[Task description]
Please copy each line of the listing that includes the string "tokio".

"""

//! Cache guardian implementation

use cacheguard_store::{CacheStore, KeyPattern, ScanCursor, StoreError, SweepLock};
use std::future::Future;
use std::sync::Arc;
use std::time::{Duration, Instant};
use tracing::{debug, info, warn};
use uuid::Uuid;

use super::outcome::{Assessment, EvictionOutcome};
use crate::config::{GuardConfig, LockConfig};
use crate::error::{EvictionError, SweepStage};

/// Result of an exclusive (lease-guarded) invocation
#[derive(Debug, Clone, PartialEq)]
pub enum ExclusiveRun {
    Completed(EvictionOutcome),
    /// Another process holds the sweep lease
    Skipped,
}

/// Keeps the cache under its memory ceiling by sweeping the evictable namespace
pub struct CacheGuardian {
    config: GuardConfig,
    pattern: KeyPattern,
}

impl CacheGuardian {
    /// Create a new guardian, validating the configuration
    pub fn new(config: GuardConfig) -> Result<Self, EvictionError> {
        let pattern = config.validate()?;

        info!(
            "Initializing cache guardian (pattern: {}, threshold: {}%, batch: {}, timeout: {:?})",
            config.key_pattern, config.threshold_percent, config.batch_size, config.operation_timeout
        );

        Ok(Self { config, pattern })
    }

    pub fn config(&self) -> &GuardConfig {
        &self.config
    }

    /// Check memory pressure and sweep the evictable namespace if needed
    ///
    /// Below the threshold this reads memory info once and does nothing else.
    pub async fn assess_and_evict<S>(&self, store: &S) -> Result<EvictionOutcome, EvictionError>
    where
        S: CacheStore + ?Sized,
    {
        let outcome = EvictionOutcome::new(self.config.threshold_percent);

        let report = match self.bounded(SweepStage::MemoryInfo, store.memory_info()).await {
            Ok(report) => report,
            Err(source) => return Err(abort(SweepStage::MemoryInfo, source, outcome)),
        };

        let Some(used_percent) = report.used_percent() else {
            warn!(
                "Cache reports no memory ceiling (used: {} bytes); skipping threshold eviction, rely on TTL expiry",
                report.used_bytes
            );
            return Ok(outcome.assessed(Assessment::CeilingUnknown));
        };

        if used_percent <= self.config.threshold_percent {
            debug!(
                "Memory at {:.1}% ({} / {} bytes), below threshold {}%",
                used_percent, report.used_bytes, report.max_bytes, self.config.threshold_percent
            );
            return Ok(outcome.assessed(Assessment::BelowThreshold { used_percent }));
        }

        info!(
            used_bytes = report.used_bytes,
            max_bytes = report.max_bytes,
            "Memory at {:.1}% exceeds threshold {}%, sweeping {}",
            used_percent,
            self.config.threshold_percent,
            self.config.key_pattern
        );

        let mut outcome = outcome.assessed(Assessment::OverThreshold { used_percent });
        let started = Instant::now();
        self.sweep(store, &mut outcome).await?;

        info!(
            batches = outcome.scanned_batches,
            scan_calls = outcome.scan_calls,
            elapsed_ms = started.elapsed().as_millis() as u64,
            "Evicted {} keys matching {}",
            outcome.keys_deleted,
            self.config.key_pattern
        );
        Ok(outcome)
    }

    /// Cursor walk over the evictable namespace, deleting one batch at a time
    async fn sweep<S>(&self, store: &S, outcome: &mut EvictionOutcome) -> Result<(), EvictionError>
    where
        S: CacheStore + ?Sized,
    {
        let timeout = self.config.operation_timeout;
        let mut cursor = ScanCursor::START;

        loop {
            let scan = store.scan_keys(cursor, self.pattern.as_str(), self.config.batch_size);
            let batch = match self.bounded(SweepStage::Scan, scan).await {
                Ok(batch) => batch,
                Err(source) => return Err(abort(SweepStage::Scan, source, outcome.clone())),
            };
            outcome.scan_calls += 1;

            let (keys, foreign): (Vec<String>, Vec<String>) =
                batch.keys.into_iter().partition(|k| self.pattern.is_match(k));
            if !foreign.is_empty() {
                warn!(
                    "Store returned {} keys outside {}, leaving them untouched",
                    foreign.len(),
                    self.pattern
                );
            }

            if !keys.is_empty() {
                outcome.scanned_batches += 1;
                debug!("Deleting batch {} ({} keys)", outcome.scanned_batches, keys.len());

                let delete = store.delete_keys(&keys);
                tokio::pin!(delete);

                match tokio::time::timeout(timeout, &mut delete).await {
                    Ok(Ok(deleted)) => outcome.keys_deleted += deleted,
                    Ok(Err(source)) => {
                        return Err(abort(SweepStage::Delete, source, outcome.clone()));
                    }
                    Err(_) => {
                        // An issued DEL is never abandoned halfway; let it settle, then abort
                        warn!(
                            "Deleting {} keys exceeded {:?}, waiting for it to finish before aborting",
                            keys.len(),
                            timeout
                        );
                        let source = match delete.await {
                            Ok(deleted) => {
                                outcome.keys_deleted += deleted;
                                StoreError::Timeout(format!(
                                    "{} exceeded {:?}",
                                    SweepStage::Delete,
                                    timeout
                                ))
                            }
                            // The late failure is the real cause
                            Err(source) => source,
                        };
                        return Err(abort(SweepStage::Delete, source, outcome.clone()));
                    }
                }
            }

            if batch.cursor.is_start() {
                return Ok(());
            }
            cursor = batch.cursor;
        }
    }

    /// Run under the sweep lease so overlapping schedules do not double-scan
    ///
    /// The lease is released on every exit path once acquired.
    pub async fn assess_and_evict_exclusive<S>(
        &self,
        store: &S,
        lock: &LockConfig,
    ) -> Result<ExclusiveRun, EvictionError>
    where
        S: CacheStore + SweepLock + ?Sized,
    {
        let token = Uuid::new_v4().to_string();

        let acquired = self
            .bounded(SweepStage::Lock, store.try_acquire(&lock.name, &token, lock.ttl))
            .await
            .map_err(|source| {
                abort(
                    SweepStage::Lock,
                    source,
                    EvictionOutcome::new(self.config.threshold_percent),
                )
            })?;

        if !acquired {
            info!("Sweep lease {} is held elsewhere, skipping", lock.name);
            return Ok(ExclusiveRun::Skipped);
        }

        debug!("Acquired sweep lease {}", lock.name);
        let result = self.assess_and_evict(store).await;

        match self.bounded(SweepStage::Lock, store.release(&lock.name, &token)).await {
            Ok(true) => debug!("Released sweep lease {}", lock.name),
            Ok(false) => warn!("Sweep lease {} expired before release", lock.name),
            Err(e) => warn!("Failed to release sweep lease {}: {}", lock.name, e),
        }

        result.map(ExclusiveRun::Completed)
    }

    /// Bound a store call by the configured operation timeout
    async fn bounded<T, F>(&self, stage: SweepStage, call: F) -> Result<T, StoreError>
    where
        F: Future<Output = Result<T, StoreError>>,
    {
        let timeout = self.config.operation_timeout;
        match tokio::time::timeout(timeout, call).await {
            Ok(result) => result,
            Err(_) => Err(StoreError::Timeout(format!("{} exceeded {:?}", stage, timeout))),
        }
    }
}

fn abort(stage: SweepStage, source: StoreError, partial: EvictionOutcome) -> EvictionError {
    warn!(
        batches = partial.scanned_batches,
        keys_deleted = partial.keys_deleted,
        "Aborting eviction while {}: {}",
        stage,
        source
    );
    EvictionError::StoreUnavailable {
        stage,
        source,
        partial,
    }
}

/// One-off invocation: validate `config`, then assess and evict
pub async fn assess_and_evict<S>(
    store: &S,
    config: &GuardConfig,
) -> Result<EvictionOutcome, EvictionError>
where
    S: CacheStore + ?Sized,
{
    CacheGuardian::new(config.clone())?
        .assess_and_evict(store)
        .await
}

/// Spawn a background task that assesses the cache periodically
///
/// Each tick is an independent invocation; a failed tick is logged and the
/// next tick starts over.
pub fn spawn_guardian_task<S>(
    guardian: Arc<CacheGuardian>,
    store: Arc<S>,
    interval: Duration,
    lock: Option<LockConfig>,
) -> tokio::task::JoinHandle<()>
where
    S: CacheStore + SweepLock + 'static,
{
    info!("Starting background cache guardian (interval: {:?})", interval);

    tokio::spawn(async move {
        let mut ticker = tokio::time::interval(interval);

        // Skip the first tick (which fires immediately)
        ticker.tick().await;

        loop {
            ticker.tick().await;
            debug!("Running scheduled memory assessment");

            let result = match &lock {
                Some(lock) => guardian.assess_and_evict_exclusive(store.as_ref(), lock).await,
                None => guardian
                    .assess_and_evict(store.as_ref())
                    .await
                    .map(ExclusiveRun::Completed),
            };

            match result {
                Ok(ExclusiveRun::Completed(outcome)) => {
                    if outcome.triggered {
                        info!("Scheduled assessment: {}", outcome);
                    }
                }
                Ok(ExclusiveRun::Skipped) => {}
                Err(e) => warn!("Error during scheduled assessment: {}", e),
            }
        }
    })
}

"""

[Result of this exercise]
                tokio::pin!(delete);
                match tokio::time::timeout(timeout, &mut delete).await {
        match tokio::time::timeout(timeout, call).await {
) -> tokio::task::JoinHandle<()>
    tokio::spawn(async move {
        let mut ticker = tokio::time::interval(interval);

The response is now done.